> [Exercise]: Write out, without any change, the lines in the material below that run from the line with "let reservations = self" through the line with "-> Result<OccupancyBoard, BookingError>", both included.
Top of Entries shown
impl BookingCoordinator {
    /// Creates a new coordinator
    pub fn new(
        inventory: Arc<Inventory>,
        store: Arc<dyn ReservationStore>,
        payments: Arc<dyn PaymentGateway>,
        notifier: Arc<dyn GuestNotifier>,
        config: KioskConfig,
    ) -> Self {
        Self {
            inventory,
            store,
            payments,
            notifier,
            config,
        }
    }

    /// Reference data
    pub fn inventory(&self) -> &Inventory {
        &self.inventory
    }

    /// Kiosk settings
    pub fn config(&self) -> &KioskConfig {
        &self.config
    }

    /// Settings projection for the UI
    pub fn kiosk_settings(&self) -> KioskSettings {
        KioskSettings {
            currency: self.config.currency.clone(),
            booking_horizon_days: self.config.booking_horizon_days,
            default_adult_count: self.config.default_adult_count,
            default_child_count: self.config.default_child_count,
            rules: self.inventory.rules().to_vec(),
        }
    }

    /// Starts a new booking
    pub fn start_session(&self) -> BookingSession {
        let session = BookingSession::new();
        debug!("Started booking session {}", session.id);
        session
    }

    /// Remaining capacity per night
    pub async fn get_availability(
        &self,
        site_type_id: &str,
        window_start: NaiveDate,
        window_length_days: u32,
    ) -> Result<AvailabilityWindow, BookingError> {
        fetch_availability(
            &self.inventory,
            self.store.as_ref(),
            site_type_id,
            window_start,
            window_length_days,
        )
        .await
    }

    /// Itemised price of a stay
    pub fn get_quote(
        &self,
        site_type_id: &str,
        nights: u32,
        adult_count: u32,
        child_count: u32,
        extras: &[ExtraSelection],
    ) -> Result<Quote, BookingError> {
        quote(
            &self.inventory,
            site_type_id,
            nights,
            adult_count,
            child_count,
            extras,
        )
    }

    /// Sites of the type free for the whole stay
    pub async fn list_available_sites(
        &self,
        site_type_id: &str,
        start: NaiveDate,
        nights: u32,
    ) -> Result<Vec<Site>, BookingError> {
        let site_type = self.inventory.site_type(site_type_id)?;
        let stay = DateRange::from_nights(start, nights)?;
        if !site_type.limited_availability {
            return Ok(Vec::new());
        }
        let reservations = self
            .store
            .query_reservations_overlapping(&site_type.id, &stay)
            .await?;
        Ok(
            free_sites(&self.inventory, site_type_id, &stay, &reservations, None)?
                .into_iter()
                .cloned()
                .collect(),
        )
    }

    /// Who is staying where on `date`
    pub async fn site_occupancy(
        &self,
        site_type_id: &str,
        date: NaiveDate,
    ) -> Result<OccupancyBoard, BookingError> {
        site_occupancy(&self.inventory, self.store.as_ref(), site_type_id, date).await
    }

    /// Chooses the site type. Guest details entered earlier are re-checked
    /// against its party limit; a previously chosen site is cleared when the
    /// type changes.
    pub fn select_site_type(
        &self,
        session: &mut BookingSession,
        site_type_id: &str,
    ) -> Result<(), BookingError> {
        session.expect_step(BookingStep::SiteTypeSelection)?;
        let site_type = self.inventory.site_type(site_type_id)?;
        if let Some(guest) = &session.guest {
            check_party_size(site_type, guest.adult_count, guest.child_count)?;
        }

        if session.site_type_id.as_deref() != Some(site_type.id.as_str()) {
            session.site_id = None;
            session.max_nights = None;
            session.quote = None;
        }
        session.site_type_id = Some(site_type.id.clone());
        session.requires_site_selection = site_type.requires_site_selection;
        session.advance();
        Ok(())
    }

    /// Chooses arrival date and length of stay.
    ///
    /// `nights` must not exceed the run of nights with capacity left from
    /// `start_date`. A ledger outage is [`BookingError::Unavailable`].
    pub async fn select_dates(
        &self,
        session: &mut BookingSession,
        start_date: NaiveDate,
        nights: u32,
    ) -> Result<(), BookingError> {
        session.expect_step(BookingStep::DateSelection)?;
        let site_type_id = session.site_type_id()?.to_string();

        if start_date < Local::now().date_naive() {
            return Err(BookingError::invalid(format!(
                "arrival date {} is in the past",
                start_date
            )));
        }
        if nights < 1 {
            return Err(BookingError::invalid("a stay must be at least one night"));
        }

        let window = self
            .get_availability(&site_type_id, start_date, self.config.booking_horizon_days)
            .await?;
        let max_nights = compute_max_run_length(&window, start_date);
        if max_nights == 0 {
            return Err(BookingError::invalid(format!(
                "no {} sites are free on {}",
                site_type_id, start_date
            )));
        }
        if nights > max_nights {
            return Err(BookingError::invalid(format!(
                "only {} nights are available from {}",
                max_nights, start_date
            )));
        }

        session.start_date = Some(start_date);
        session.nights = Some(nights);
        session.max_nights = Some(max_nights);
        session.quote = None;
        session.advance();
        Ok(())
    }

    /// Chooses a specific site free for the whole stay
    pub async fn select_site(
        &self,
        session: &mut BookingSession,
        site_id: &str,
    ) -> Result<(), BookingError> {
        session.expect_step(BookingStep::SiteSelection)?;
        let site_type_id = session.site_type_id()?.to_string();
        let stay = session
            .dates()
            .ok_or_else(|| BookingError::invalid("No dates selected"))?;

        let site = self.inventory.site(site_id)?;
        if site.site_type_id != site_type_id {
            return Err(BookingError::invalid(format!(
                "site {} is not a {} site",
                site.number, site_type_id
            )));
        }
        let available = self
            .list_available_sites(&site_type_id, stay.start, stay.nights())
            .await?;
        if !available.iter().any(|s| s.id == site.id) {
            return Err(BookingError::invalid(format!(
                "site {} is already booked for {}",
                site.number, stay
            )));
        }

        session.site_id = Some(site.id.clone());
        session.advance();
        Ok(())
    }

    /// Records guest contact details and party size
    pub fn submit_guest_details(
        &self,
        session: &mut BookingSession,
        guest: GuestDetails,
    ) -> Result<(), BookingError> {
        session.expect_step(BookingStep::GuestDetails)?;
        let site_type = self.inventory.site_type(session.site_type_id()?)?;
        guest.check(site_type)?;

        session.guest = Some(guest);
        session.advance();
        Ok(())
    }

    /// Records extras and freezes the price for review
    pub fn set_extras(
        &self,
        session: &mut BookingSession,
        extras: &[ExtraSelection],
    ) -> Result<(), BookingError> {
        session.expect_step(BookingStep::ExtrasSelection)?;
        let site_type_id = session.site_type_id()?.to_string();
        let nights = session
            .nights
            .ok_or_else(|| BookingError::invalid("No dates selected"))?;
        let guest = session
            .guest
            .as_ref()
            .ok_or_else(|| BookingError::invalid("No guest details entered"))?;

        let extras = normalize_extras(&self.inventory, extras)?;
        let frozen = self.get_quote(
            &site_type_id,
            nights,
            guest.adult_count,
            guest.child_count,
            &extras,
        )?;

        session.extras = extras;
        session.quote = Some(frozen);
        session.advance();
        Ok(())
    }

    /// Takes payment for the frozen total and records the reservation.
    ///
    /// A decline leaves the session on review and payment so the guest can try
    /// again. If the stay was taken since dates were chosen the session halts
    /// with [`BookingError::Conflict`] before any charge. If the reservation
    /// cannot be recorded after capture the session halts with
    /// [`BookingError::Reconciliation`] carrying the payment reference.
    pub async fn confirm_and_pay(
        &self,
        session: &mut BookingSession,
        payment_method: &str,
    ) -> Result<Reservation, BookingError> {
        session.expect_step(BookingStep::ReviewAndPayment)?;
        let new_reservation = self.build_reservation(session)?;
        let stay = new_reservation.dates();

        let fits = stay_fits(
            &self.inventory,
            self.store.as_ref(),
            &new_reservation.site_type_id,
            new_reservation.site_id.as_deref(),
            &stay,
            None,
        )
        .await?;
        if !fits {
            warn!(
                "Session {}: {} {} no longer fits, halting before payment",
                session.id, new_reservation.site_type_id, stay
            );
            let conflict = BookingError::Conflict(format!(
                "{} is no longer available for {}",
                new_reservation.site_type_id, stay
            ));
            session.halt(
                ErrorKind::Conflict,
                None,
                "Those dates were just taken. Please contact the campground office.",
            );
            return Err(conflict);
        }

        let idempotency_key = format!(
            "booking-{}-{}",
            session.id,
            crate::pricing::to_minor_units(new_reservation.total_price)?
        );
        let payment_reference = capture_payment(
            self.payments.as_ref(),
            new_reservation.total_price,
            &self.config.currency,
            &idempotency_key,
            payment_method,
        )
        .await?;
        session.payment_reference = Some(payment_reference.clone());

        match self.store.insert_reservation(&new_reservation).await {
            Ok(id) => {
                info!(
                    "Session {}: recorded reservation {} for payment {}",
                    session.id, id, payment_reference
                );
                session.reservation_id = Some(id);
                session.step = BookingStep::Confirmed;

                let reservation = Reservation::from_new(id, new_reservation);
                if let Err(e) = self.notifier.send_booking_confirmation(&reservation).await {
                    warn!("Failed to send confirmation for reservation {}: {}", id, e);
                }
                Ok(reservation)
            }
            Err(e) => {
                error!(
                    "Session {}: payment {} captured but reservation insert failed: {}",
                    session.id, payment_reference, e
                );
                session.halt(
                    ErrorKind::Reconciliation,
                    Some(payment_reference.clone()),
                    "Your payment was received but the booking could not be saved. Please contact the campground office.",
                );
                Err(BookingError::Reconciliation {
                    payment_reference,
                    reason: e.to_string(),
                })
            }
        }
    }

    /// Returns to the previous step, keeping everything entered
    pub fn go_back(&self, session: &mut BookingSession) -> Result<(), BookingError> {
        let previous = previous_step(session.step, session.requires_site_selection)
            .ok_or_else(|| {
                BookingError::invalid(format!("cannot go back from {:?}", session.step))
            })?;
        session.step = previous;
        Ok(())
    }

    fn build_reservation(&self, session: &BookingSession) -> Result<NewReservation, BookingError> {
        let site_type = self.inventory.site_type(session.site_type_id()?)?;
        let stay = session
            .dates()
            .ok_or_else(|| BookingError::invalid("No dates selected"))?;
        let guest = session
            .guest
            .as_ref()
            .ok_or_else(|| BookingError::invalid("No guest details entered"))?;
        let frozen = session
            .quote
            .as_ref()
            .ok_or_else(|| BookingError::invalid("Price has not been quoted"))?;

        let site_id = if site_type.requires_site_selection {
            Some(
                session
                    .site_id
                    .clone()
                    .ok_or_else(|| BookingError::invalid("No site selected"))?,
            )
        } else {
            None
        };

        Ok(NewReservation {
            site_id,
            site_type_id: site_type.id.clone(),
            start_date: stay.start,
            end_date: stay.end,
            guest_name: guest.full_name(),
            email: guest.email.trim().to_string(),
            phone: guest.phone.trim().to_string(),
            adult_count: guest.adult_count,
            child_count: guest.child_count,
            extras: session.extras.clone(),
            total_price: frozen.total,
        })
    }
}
Bottom of Entries shown
> [Written reply]:
        let reservations = self
            .store
            .query_reservations_overlapping(&site_type.id, &stay)
            .await?;
        Ok(
            free_sites(&self.inventory, site_type_id, &stay, &reservations, None)?
                .into_iter()
                .cloned()
                .collect(),
        )
    }

    /// Who is staying where on `date`
    pub async fn site_occupancy(
        &self,
        site_type_id: &str,
        date: NaiveDate,
    ) -> Result<OccupancyBoard, BookingError> {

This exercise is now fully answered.